A floppy disk is a disk storage medium composed of a disk of thin and flexible magnetic storage medium encased in a rectangular plastic carrier. It is read and written using a floppy disk drive (FDD). Floppy disks were an almost universal data format from the late 1970s into the 1990s, used at first as a primary data storage mechanism, and later mostly as a file transfer system as part of what became known as "sneakernet".

Work on a drive that led to the world's first floppy disk and disk drive began in 1967 at a San Jose (CA) IBM facility, and introduced into the market in an 8-inch format in 1972. The more conveniently sized 5¼-inch disks were introduced in 1976, and became almost universal on on dedicated word processing systems and personal computers. This format was more slowly replaced by the 3½-inch format, first introduced in 1982. There was a significant period where both were popular. A number of other variant sizes were introduced over time, with limited market success.

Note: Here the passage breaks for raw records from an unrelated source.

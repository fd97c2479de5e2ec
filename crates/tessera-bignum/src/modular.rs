//! Modular arithmetic for scalar and modulus handling.
//!
//! Not constant time. Callers that need side-channel resistance must not
//! feed secrets through these routines.

use std::cmp::Ordering;

use tessera_handle::Capability;

use crate::{
    arith::{quotient_remainder, sum},
    bigint::{BigInt, BigNum},
    error::{BigIntError, Result},
    kernel,
    mpi::{Limb, Mpi, Sign},
    operand::{Operand, OperandValue},
    view::BigIntView,
};

/// Non-negative residue of `a` modulo `|m|`.
fn residue(a: &OperandValue<'_>, m: &OperandValue<'_>) -> Result<Mpi> {
    let (_, r) = quotient_remainder(a, m)?;
    if !r.sign().is_negative() {
        return Ok(r);
    }
    sum(&OperandValue::limbs(r.sign(), r.limbs()), m, Sign::Positive)
}

/// `a * b mod m` on magnitudes.
fn mul_mod(a: &[Limb], b: &[Limb], m: &[Limb]) -> Result<Vec<Limb>> {
    let product = kernel::mul(a, b)?;
    Ok(kernel::div_rem(&product, m)?.1)
}

impl<C: Capability> BigNum<'_, C> {
    /// `self mod |m|`, always in `[0, |m|)`.
    ///
    /// # Errors
    ///
    /// `DivisionByZero` if `m` is zero.
    pub fn checked_rem_euclid(&self, m: impl Operand) -> Result<BigInt> {
        Ok(BigInt::from_mpi(residue(&self.value()?, &m.operand()?)?))
    }

    /// Greatest common divisor of the magnitudes. `gcd(0, 0)` is zero.
    pub fn gcd(&self, other: impl Operand) -> Result<BigInt> {
        let (a, b) = (self.value()?, other.operand()?);
        let mut x = a.to_limbs()?.into_owned();
        let mut y = b.to_limbs()?.into_owned();

        while !y.is_empty() {
            let (_, r) = kernel::div_rem(&x, &y)?;
            x = std::mem::replace(&mut y, r);
        }
        Ok(BigInt::from_parts(Sign::Positive, x))
    }

    /// `self^exponent mod |modulus|` by left-to-right square-and-multiply.
    ///
    /// # Errors
    ///
    /// - `InvalidArgument` if `exponent` is negative
    /// - `DivisionByZero` if `modulus` is zero
    pub fn pow_mod(&self, exponent: impl Operand, modulus: impl Operand) -> Result<BigInt> {
        let base = self.value()?;
        let exponent = exponent.operand()?;
        let modulus = modulus.operand()?;

        if exponent.sign().is_negative() {
            return Err(BigIntError::invalid("exponent must not be negative"));
        }
        if modulus.is_zero() {
            return Err(BigIntError::DivisionByZero);
        }

        let m = modulus.to_limbs()?;
        let base = residue(&base, &modulus)?;

        // 1 mod m, which is 0 when |m| == 1
        let mut result = kernel::div_rem(&[1], &m)?.1;
        for index in (0..exponent.bit_len()).rev() {
            result = mul_mod(&result, &result, &m)?;
            if exponent.bit(index) {
                result = mul_mod(&result, base.limbs(), &m)?;
            }
        }

        Ok(BigInt::from_parts(Sign::Positive, result))
    }

    /// `x` in `[0, modulus)` with `self * x ≡ 1 (mod modulus)`.
    ///
    /// # Errors
    ///
    /// `InvalidArgument` if `modulus` is at most one or `self` shares a
    /// factor with it.
    pub fn inv_mod(&self, modulus: impl Operand) -> Result<BigInt> {
        let modulus = modulus.operand()?;
        if modulus.cmp_signed(&1u8.operand()?) != Ordering::Greater {
            return Err(BigIntError::invalid("modulus must be greater than one"));
        }

        let m = BigInt::from_parts(Sign::Positive, modulus.to_limbs()?.into_owned());
        let mut old_r = self.checked_rem_euclid(&m)?;
        let mut r = m.try_clone()?;
        let mut old_s = BigInt::from(1u8);
        let mut s = BigInt::zero();

        while !r.is_zero()? {
            let (q, next_r) = old_r.checked_div_rem(&r)?;
            let next_s = old_s.checked_sub(q.checked_mul(&s)?)?;
            old_r = std::mem::replace(&mut r, next_r);
            old_s = std::mem::replace(&mut s, next_s);
        }

        if old_r != 1 {
            return Err(BigIntError::invalid("value is not invertible modulo the modulus"));
        }
        old_s.checked_rem_euclid(&m)
    }
}

impl BigIntView<'_> {
    /// `self mod |m|`, always in `[0, |m|)`, read from the viewed limbs.
    ///
    /// # Errors
    ///
    /// `DivisionByZero` if `m` is zero.
    pub fn checked_rem_euclid(&self, m: impl Operand) -> Result<BigInt> {
        Ok(BigInt::from_mpi(residue(&self.operand()?, &m.operand()?)?))
    }
}

#[cfg(test)]
mod tests {
    use super::*;

    #[test]
    fn rem_euclid_is_non_negative() {
        assert_eq!(BigInt::from(-7).checked_rem_euclid(3).unwrap(), 2);
        assert_eq!(BigInt::from(-7).checked_rem_euclid(-3).unwrap(), 2);
        assert_eq!(BigInt::from(7).checked_rem_euclid(-3).unwrap(), 1);
        assert_eq!(BigInt::from(-6).checked_rem_euclid(3).unwrap(), 0);
        assert_eq!(BigInt::from(1).checked_rem_euclid(0).unwrap_err(), BigIntError::DivisionByZero);
    }

    #[test]
    fn gcd_of_magnitudes() {
        assert_eq!(BigInt::from(-48).gcd(18).unwrap(), 6);
        assert_eq!(BigInt::from(17).gcd(0).unwrap(), 17);
        assert_eq!(BigInt::zero().gcd(0).unwrap(), 0);
    }

    #[test]
    fn pow_mod_small_values() {
        assert_eq!(BigInt::from(4).pow_mod(13, 497).unwrap(), 445);
        assert_eq!(BigInt::from(-2).pow_mod(3, 5).unwrap(), 2);
        assert_eq!(BigInt::from(9).pow_mod(0, 7).unwrap(), 1);
        assert_eq!(BigInt::from(9).pow_mod(0, 1).unwrap(), 0);
    }

    #[test]
    fn pow_mod_fermat() {
        // 2^127 - 1 is prime
        let p = BigInt::from((1u128 << 127) - 1);
        let exponent = p.checked_sub(1).unwrap();
        assert_eq!(BigInt::from(3).pow_mod(&exponent, &p).unwrap(), 1);
    }

    #[test]
    fn pow_mod_rejects_bad_arguments() {
        assert!(matches!(BigInt::from(2).pow_mod(-1, 7), Err(BigIntError::InvalidArgument { .. })));
        assert_eq!(BigInt::from(2).pow_mod(3, 0).unwrap_err(), BigIntError::DivisionByZero);
    }

    #[test]
    fn inverse_round_trips() {
        let inverse = BigInt::from(3).inv_mod(11).unwrap();
        assert_eq!(inverse, 4);

        let negative = BigInt::from(-3).inv_mod(11).unwrap();
        assert_eq!(negative.checked_mul(-3).unwrap().checked_rem_euclid(11).unwrap(), 1);
    }

    #[test]
    fn inverse_requires_coprime_modulus() {
        assert!(matches!(BigInt::from(6).inv_mod(9), Err(BigIntError::InvalidArgument { .. })));
        assert!(matches!(BigInt::from(1).inv_mod(1), Err(BigIntError::InvalidArgument { .. })));
        assert!(matches!(BigInt::from(1).inv_mod(-7), Err(BigIntError::InvalidArgument { .. })));
    }
}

Floppy disks remained a popular medium for nearly 40 years, but their use was declining by the mid-1990s. The introduction of high speed computer networking and new formats like the USB thumbdrive led to the eventual disappearance of the floppy disk as a standard feature of microcomputers, with a notable point in this conversion being the introduction of the floppy-less iMac in 1998. After 2000, floppy disks were increasingly rare and used primarily with older hardware and especially with legacy industrial computer equipment.

In 1967, IBM tasked their San Jose, California development laboratory to develop a reliable and inexpensive system for loading microcode into their System/370 mainframes in a process called Initial Control Program Load (ICPL). The System/370 was IBM's first computer system family to make extensive usage of volatile read/write semiconductor memory for microcode, so for most models, whenever the power was turned on, the microcode had to be loaded (System/370's predecessor, System/360, generally used non-volatile read-only memory for microcode). IBM also wanted inexpensive media that could be sent out to customers with software updates.